〈今年の市場を振り返る〉ビール類 改正酒税法と最盛期の天候不順が直撃、年間で97%台で着地か

ビール類総市場は、ビール4社の販売ベースで、1~11月で前年比97.6%とみられる。年間着地は97.5%前後で着地しそうだ。業務用の樽生も1~11月で97.7%、ほぼ総市場並みとなっている。

今年は6月の改正酒税法による店頭売価の上昇と、最盛期から秋にかけての長雨や台風上陸など天候要因の2つに尽きる。小売チェーンのチラシ掲載頻度は大きく下がり、需要に影響した。また、缶チューハイやハイボールなどのRTD への流出も更に加速した1年となった。

注目を集めた新商品として「クリアアサヒ贅沢ゼロ」(2月21日)、「スーパードライ 瞬冷辛口」(5月30日)、「のどごしスペシャルタイム」(4月18日)、「のどごしZERO」(9月19日)、「頂〈いただき〉」(7月4日)、「ヱビス華みやび」(3月7日)、またノンアルコール「零ICHI」(4月11日)などがあった。
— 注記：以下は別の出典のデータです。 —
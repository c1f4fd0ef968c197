//! Scan sessions on an open device
//!
//! This module holds the per-device state machine: option changes, lamp
//! warm-up, acquisition and the end-of-page power-down.

mod device;

pub use device::{ScanSession, SessionSettings};

use std::fmt;

/// Scan session state
#[derive(Debug, Clone, Copy, Default, PartialEq, Eq)]
pub enum SessionState {
    /// Not yet bound to a device
    #[default]
    Idle,
    /// Device open, no scan running
    Opened,
    /// An option change is in progress
    Configuring,
    /// Scan started, nothing read yet
    Started,
    Reading,
    /// Scan being aborted
    Cancelling,
    /// Page delivered up to `Eof`
    Finished,
    Closed,
}

impl SessionState {
    /// A scan is running
    pub fn is_scanning(&self) -> bool {
        matches!(self, SessionState::Started | SessionState::Reading)
    }

    /// A scan may be started from here
    pub fn can_start(&self) -> bool {
        matches!(self, SessionState::Opened | SessionState::Finished)
    }
}

impl fmt::Display for SessionState {
    fn fmt(&self, f: &mut fmt::Formatter<'_>) -> fmt::Result {
        let s = match self {
            SessionState::Idle => "idle",
            SessionState::Opened => "opened",
            SessionState::Configuring => "configuring",
            SessionState::Started => "started",
            SessionState::Reading => "reading",
            SessionState::Cancelling => "cancelling",
            SessionState::Finished => "finished",
            SessionState::Closed => "closed",
        };
        f.write_str(s)
    }
}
総市場の月次推移は、1月は昨年の政策在庫反動の裏で6.7%増でスタートを切り、2月は昨年の閏年の裏で4.2%減、3月は新製品が多く1.1%減にとどめたが、4月はGW の並びで下旬の出荷が落ち込んで4.2%減、5月は6月の、過度の安売りを規制する改正酒税法の施行を前に予想以上の仮需が発生し12.5%増、6月はその反動が出て10.7%の減だった。

7月は初旬こそ6月の悪い流れをひきずったが、中旬から猛暑になり1.8%減にとどめた。8月は東日本・北日本が長雨にたたられ業務用を直撃、6.1%の大幅減となった。9月も残暑は短く涼しい秋の訪れとなり、4.2%減。10月は下旬の週末に大型台風が連続して上陸するという悪天候で6.2%の大幅減となった。11月は6月からの不調を脱して0.9%減とほぼ前年並みに戻してきた。

総市場が落ち込む中で、糖質オフ・プリン体ゼロなどの機能系ビール類は堅調に推移した。特に新ジャンルカテゴリーは年間で4~5%伸びそうだ。ノンアルコールビールテイストも「ドライゼロ」「オールフリー」の好調に「零ICHI」が上乗せして5%強の伸びで着地するとみられる。